4th Premier of Newfoundland
- In office March 22, 1989 – May 5, 1989
- Monarch: Elizabeth II
- Lieutenant Governor: James A. McGrath
- Preceded by: Brian Peckford
- Succeeded by: Clyde Wells

Deputy Premier of Newfoundland and Labrador
- In office November 8, 2005 – May 21, 2008
- Preceded by: Beaton Tulk
- Succeeded by: Kathy Dunderdale

MHA for Baie Verte-Springdale
- In office October 9, 2007 – June 30, 2008
- Preceded by: Paul Shelley
- Succeeded by: Kevin Pollard
- In office September 16, 1975 – October 1, 1991
- Preceded by: New District
- Succeeded by: Harold Small

MHA for Lewisporte
- In office February 9, 1999 – October 9, 2007
- Preceded by: Melvin Penney
- Succeeded by: Wade Verge

Personal details
- Born: Thomas Gerald Rideout June 25, 1948 (age 77) Fleur de Lys, Newfoundland
- Party: Progressive Conservative (1982-present)
- Other political affiliations: Liberal (1975-1982)

= Tom Rideout =

Canadian lawyer and politician

Thomas "Tom" Gerald Rideout (born June 25, 1948) is a former Canadian politician who served as the fourth premier of Newfoundland from March 22, 1989 to May 5, 1989.

==Life and career==
Born in Fleur de Lys, Newfoundland, Rideout was first elected to the provincial House of Assembly in the 1975 general election as a Liberal but left the party in 1980 to join the Progressive Conservative government of Premier Brian Peckford in its fight with Ottawa for control of offshore petroleum resources.

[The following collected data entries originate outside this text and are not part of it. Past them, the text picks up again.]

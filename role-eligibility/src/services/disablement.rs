//! Disabled-role resolution for one form row.
//!
//! Every selected role fires the rule entries it triggers. Each fired entry
//! disables, per suite, the candidate roles outside its valid set, and the
//! results are unioned. Disablement only grows within a resolution, so the
//! result does not depend on selection or table order.

use crate::models::{Context, PerSuite, Role, RoleId, Suite};
use crate::rules::RuleTable;
use std::collections::BTreeSet;

pub struct DisablementResolver<'a> {
    context: &'a Context,
    rules: &'a RuleTable,
}

impl<'a> DisablementResolver<'a> {
    pub fn new(context: &'a Context, rules: &'a RuleTable) -> Self {
        Self { context, rules }
    }

    /// Roles a rule may disable in `suite`: the suite's picker options plus
    /// the row's mandatory roles in that suite. SPICE options are already the
    /// filtered catalog; REPORTS and INSIGHTS options come from their own
    /// suite lists.
    fn candidates(suite: Suite, options: &[Role], mandatory: &[Role]) -> Vec<Role> {
        let mut candidates = options.to_vec();
        for role in mandatory.iter().filter(|role| role.suite() == Some(suite)) {
            if !candidates.iter().any(|c| c.id == role.id) {
                candidates.push(role.clone());
            }
        }
        candidates
    }

    pub fn resolve(
        &self,
        selection: &[Role],
        options: &PerSuite<Vec<Role>>,
        mandatory: &[Role],
    ) -> PerSuite<BTreeSet<RoleId>> {
        let candidates =
            PerSuite::from_fn(|suite| Self::candidates(suite, options.get(suite), mandatory));
        let mut disabled: PerSuite<BTreeSet<RoleId>> = PerSuite::default();

        for role in selection {
            for (index, entry) in self.rules.matching(role) {
                for suite in Suite::ALL {
                    let Some(valid) = entry.valid.get(suite).allowed(self.context, selection)
                    else {
                        continue;
                    };
                    let before = disabled.get(suite).len();
                    disabled.get_mut(suite).extend(
                        candidates
                            .get(suite)
                            .iter()
                            .filter(|c| !valid.contains(&c.name.as_str()))
                            .map(|c| c.id),
                    );
                    tracing::debug!(
                        rule = index,
                        label = entry.label,
                        trigger = %role.name,
                        suite = %suite,
                        newly_disabled = disabled.get(suite).len() - before,
                        "Rule fired"
                    );
                }
            }
        }

        disabled
    }
}
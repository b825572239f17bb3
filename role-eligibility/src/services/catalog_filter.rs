//! Which catalog roles are selectable at all in a form-session context.
//!
//! Each role is run through an ordered list of branches; the first branch
//! whose guard applies decides whether the role is kept.

use crate::models::{Context, Role, Suite, TenantLevel, has_any};
use crate::rules::hierarchy;
use crate::rules::names::{
    FACILITY_HF4_REPORT, PEER_SUPERVISOR, RED_RISK, SUPER_ADMIN, is_facility_scoped,
    is_village_role,
};

/// Branch of the filter that decided a role's fate.
#[derive(Debug, Clone, Copy, PartialEq, Eq)]
pub enum FilterBranch {
    Reserved,
    FacilityReportGate,
    FacilityScope,
    SiteUser,
    TenantHierarchy,
    AdminList,
    ReportSuite,
    OperationalDefault,
}

#[derive(Debug, Clone, Copy, PartialEq, Eq)]
pub struct FilterDecision {
    pub branch: FilterBranch,
    pub keep: bool,
}

impl FilterDecision {
    fn new(branch: FilterBranch, keep: bool) -> Self {
        Self { branch, keep }
    }
}

pub struct RoleCatalogFilter<'a> {
    context: &'a Context,
    peer_supervisor_selected: bool,
}

impl<'a> RoleCatalogFilter<'a> {
    /// `selection` is every role currently picked on the row, across all suites.
    pub fn new(context: &'a Context, selection: &[Role]) -> Self {
        Self {
            context,
            peer_supervisor_selected: has_any(selection, &[PEER_SUPERVISOR]),
        }
    }

    pub fn decide(&self, role: &Role) -> FilterDecision {
        let ctx = self.context;
        let name = role.name.as_str();

        if is_reserved(role) {
            return FilterDecision::new(FilterBranch::Reserved, false);
        }

        if name == FACILITY_HF4_REPORT && !self.peer_supervisor_selected {
            return FilterDecision::new(FilterBranch::FacilityReportGate, false);
        }

        if ctx.is_hf_create || ctx.is_facility_context() {
            let keep = hierarchy::allowed_at(TenantLevel::HealthFacility, name)
                && !(ctx.is_hf_create && is_village_role(name));
            return FilterDecision::new(FilterBranch::FacilityScope, keep);
        }

        if ctx.is_site_user {
            let keep = if ctx.is_community() {
                is_facility_scoped(name) || name == SUPER_ADMIN
            } else {
                !role.is_admin_suite()
            };
            return FilterDecision::new(FilterBranch::SiteUser, keep);
        }

        if let Some(level) = ctx.tenant_level {
            return FilterDecision::new(
                FilterBranch::TenantHierarchy,
                hierarchy::allowed_at(level, name),
            );
        }

        if ctx.is_admin_list {
            return FilterDecision::new(FilterBranch::AdminList, true);
        }

        if role.suite() == Some(Suite::Reports) && (!ctx.is_community() || ctx.is_region_create) {
            return FilterDecision::new(FilterBranch::ReportSuite, true);
        }

        FilterDecision::new(
            FilterBranch::OperationalDefault,
            role.suite() == Some(Suite::Spice),
        )
    }

    pub fn filter(&self, roles: &[Role]) -> Vec<Role> {
        roles
            .iter()
            .filter(|role| {
                let decision = self.decide(role);
                tracing::trace!(
                    role = %role.name,
                    branch = ?decision.branch,
                    keep = decision.keep,
                    "Catalog filter decision"
                );
                decision.keep
            })
            .cloned()
            .collect()
    }
}

/// Internal roles (no display name) and `RED_RISK` are never pickable, in any suite.
pub fn is_reserved(role: &Role) -> bool {
    role.is_internal() || role.name == RED_RISK
}

/// Roles of `roles` that are selectable in `context` given the row's `selection`.
pub fn filter_roles(roles: &[Role], context: &Context, selection: &[Role]) -> Vec<Role> {
    RoleCatalogFilter::new(context, selection).filter(roles)
}
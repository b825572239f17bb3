use crate::config::{Config, LogFormat};
use tracing_subscriber::{layer::SubscriberExt, util::SubscriberInitExt};

fn env_filter(log_level: &str) -> tracing_subscriber::EnvFilter {
    tracing_subscriber::EnvFilter::try_from_default_env()
        .unwrap_or_else(|_| tracing_subscriber::EnvFilter::new(log_level))
}

/// Install the global subscriber, returning an error if one is already set.
pub fn try_init_tracing(config: &Config) -> Result<(), tracing_subscriber::util::TryInitError> {
    let registry = tracing_subscriber::registry().with(env_filter(&config.log_level));

    match config.log_format {
        LogFormat::Json => registry
            .with(
                tracing_subscriber::fmt::layer()
                    .with_file(true)
                    .with_line_number(true)
                    .json()
                    .flatten_event(true),
            )
            .try_init()?,
        LogFormat::Pretty => registry
            .with(tracing_subscriber::fmt::layer().pretty())
            .try_init()?,
    }

    tracing::debug!(
        service = %config.service_name,
        level = %config.log_level,
        "Tracing initialised"
    );
    Ok(())
}

pub fn init_tracing(config: &Config) {
    if let Err(e) = try_init_tracing(config) {
        eprintln!(
            "Failed to initialize tracing for service '{}': {}",
            config.service_name, e
        );
    }
}
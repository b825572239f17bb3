//! console-core: Shared infrastructure for the admin console crates.
pub mod config;
pub mod error;
pub mod observability;

pub use serde;
pub use tracing;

Rideout became Minister of Culture, Recreation and Youth in 1984 and became Minister of Fisheries in 1985. With Peckford's retirement from politics in 1989, Rideout was chosen Tory party leader and thus became premier of Newfoundland. One month later, at the 1989 provincial election, the Progressive Conservatives narrowly won a higher percentage of votes than the Liberal Party led by Clyde Wells, but the Liberals won the most seats. Wells replaced Rideout as Premier and Rideout remained Leader of the Opposition until October 1991 when he left politics for a federal appointment as a member of the Immigration and Refugee Board of Canada.

Rideout attempted a political comeback in the 1993 federal election, running as the Progressive Conservative candidate in Gander—Grand Falls, but was defeated by Liberal incumbent George Baker.

In 1997, he obtained his law degree from the University of Ottawa, and was called to the Newfoundland bar in 1998.

In 1999, he re-entered public life, and was elected as a Progressive Conservative Member of the House of Assembly for the district of Lewisporte. He was re-elected in 2003, when the PC Party formed the government. He was appointed Minister Responsible for Aboriginal Affairs and Minister of Works, Services & Transportation (the name of which was later changed to Transportation and Works). In addition to these portfolios, Rideout served as acting Minister of Health and Community Services from September 27 to October 1, 2004. On November 8, 2005, Rideout was appointed Minister of Fisheries and Deputy Premier. In the 2007 general election he switched districts and ran in Baie Verte-Springdale, the district he had represented in the House of Assembly from 1975 until 1991.

On May 21, 2008, Rideout tendered his resignation as Deputy Premier, Government House Leader and Minister of Fisheries in the provincial government, in a dispute with the Premier's Office over road funding in his electoral district of Baie Verte-Springdale. On June 30, 2008, Rideout resigned from politics altogether, tendering his resignation as a Member of the House of Assembly.

In 2017, Rideout endorsed Ches Crosbie in the 2018 provincial PC leadership race.